◆ **Assignment**
State the number of lines in the following data that contain the string "Zeroizing", and nothing else.
------------------------------------------------------------
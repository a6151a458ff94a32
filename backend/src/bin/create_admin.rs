//! Create an admin account directly in PostgreSQL.
//!
//! ```text
//! HELPDESK_ADMIN_PASSWORD='Sup3r$ecret' create-admin \
//!     --database-url postgres://localhost/helpdesk \
//!     --email root@example.edu --name "Root Admin"
//! ```
//!
//! Without `HELPDESK_ADMIN_PASSWORD` the password is read from the first line
//! of standard input.

use std::io::{self, BufRead};
use std::sync::Arc;

use clap::Parser;
use color_eyre::eyre::{Context, Result, eyre};
use mockable::DefaultClock;
use zeroize::Zeroizing;

use helpdesk::domain::ports::UserAccountCommand;
use helpdesk::domain::{DisplayName, EmailAddress, NewPassword, UserAccountService};
use helpdesk::outbound::persistence::{DbPool, DieselUserRepository, PoolConfig};
use helpdesk::outbound::security::Argon2PasswordHasher;

const PASSWORD_ENV: &str = "HELPDESK_ADMIN_PASSWORD";

#[derive(Parser, Debug)]
#[command(name = "create-admin", about = "Create a helpdesk admin account")]
struct Args {
    /// PostgreSQL connection string.
    #[arg(long, env = "HELPDESK_DATABASE_URL")]
    database_url: String,
    /// Email address of the new admin.
    #[arg(long)]
    email: String,
    /// Display name of the new admin.
    #[arg(long, default_value = "Helpdesk Admin")]
    name: String,
}

fn read_password(from_env: Option<String>, stdin: impl BufRead) -> Result<Zeroizing<String>> {
    if let Some(password) = from_env {
        return Ok(Zeroizing::new(password));
    }
    let mut line = Zeroizing::new(String::new());
    let mut stdin = stdin;
    stdin
        .read_line(&mut line)
        .wrap_err("failed to read password from stdin")?;
    let trimmed = Zeroizing::new(line.trim_end_matches(['\r', '\n']).to_owned());
    if trimmed.is_empty() {
        return Err(eyre!("no password given; set {PASSWORD_ENV} or pipe it on stdin"));
    }
    Ok(trimmed)
}

#[tokio::main]
async fn main() -> Result<()> {
    color_eyre::install()?;
    let args = Args::parse();

    let password = read_password(std::env::var(PASSWORD_ENV).ok(), io::stdin().lock())?;
    let email = EmailAddress::new(&args.email).wrap_err("invalid email")?;
    let name = DisplayName::new(args.name).wrap_err("invalid name")?;
    let password = NewPassword::new(&password).wrap_err("password rejected by policy")?;

    let pool = DbPool::new(PoolConfig::new(args.database_url).with_max_size(1))
        .await
        .wrap_err("failed to connect to the database")?;
    let accounts = UserAccountService::new(
        Arc::new(DieselUserRepository::new(pool)),
        Arc::new(Argon2PasswordHasher),
        Arc::new(DefaultClock),
    );

    let created = accounts
        .ensure_admin(email.clone(), password, name)
        .await
        .wrap_err("failed to store admin account")?;
    if created {
        println!("created admin {email}");
    } else {
        println!("an account for {email} already exists; nothing changed");
    }
    Ok(())
}
//! Campus IT helpdesk backend.
//!
//! - [`domain`]: accounts, tickets, the lifecycle engine and its policy table
//! - [`inbound`]: the actix-web REST adapter
//! - [`outbound`]: PostgreSQL, in-memory and Argon2 adapters
//! - [`settings`] and [`bootstrap`]: startup configuration

pub mod bootstrap;
pub mod doc;
pub mod domain;
pub mod inbound;
pub mod middleware;
pub mod outbound;
pub mod settings;

/// Public OpenAPI surface used by Swagger UI and tooling.
pub use doc::ApiDoc;
pub use middleware::Trace;
//! Route table for the `/api/v1` scope.
//!
//! The server mounts this under the session middleware; tests mount the same
//! table so they exercise the exact routing that ships.

use actix_web::web;

use crate::domain::Error;
use crate::inbound::http::auth::{current_user, login, logout, update_profile};
use crate::inbound::http::departments::list_departments;
use crate::inbound::http::tickets::{
    assign_technician, close_ticket, create_ticket, edit_ticket, get_ticket, list_tickets,
};
use crate::inbound::http::users::{create_user, list_coordinators, list_technicians};

/// Register every `/api/v1` handler plus extractor error mapping.
///
/// Malformed JSON bodies and query strings surface as `invalid_request`
/// errors with the usual JSON body instead of actix's plain-text default.
pub fn configure(cfg: &mut web::ServiceConfig) {
    cfg.app_data(web::JsonConfig::default().error_handler(|err, _req| {
        Error::invalid_request(format!("malformed JSON body: {err}")).into()
    }))
    .app_data(web::QueryConfig::default().error_handler(|err, _req| {
        Error::invalid_request(format!("malformed query string: {err}")).into()
    }))
    .service(login)
    .service(logout)
    .service(current_user)
    .service(update_profile)
    .service(create_user)
    .service(list_technicians)
    .service(list_coordinators)
    .service(create_ticket)
    .service(list_tickets)
    .service(get_ticket)
    .service(edit_ticket)
    .service(assign_technician)
    .service(close_ticket)
    .service(list_departments);
}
------------------------------------------------------------
◆ **Exercise answer**
5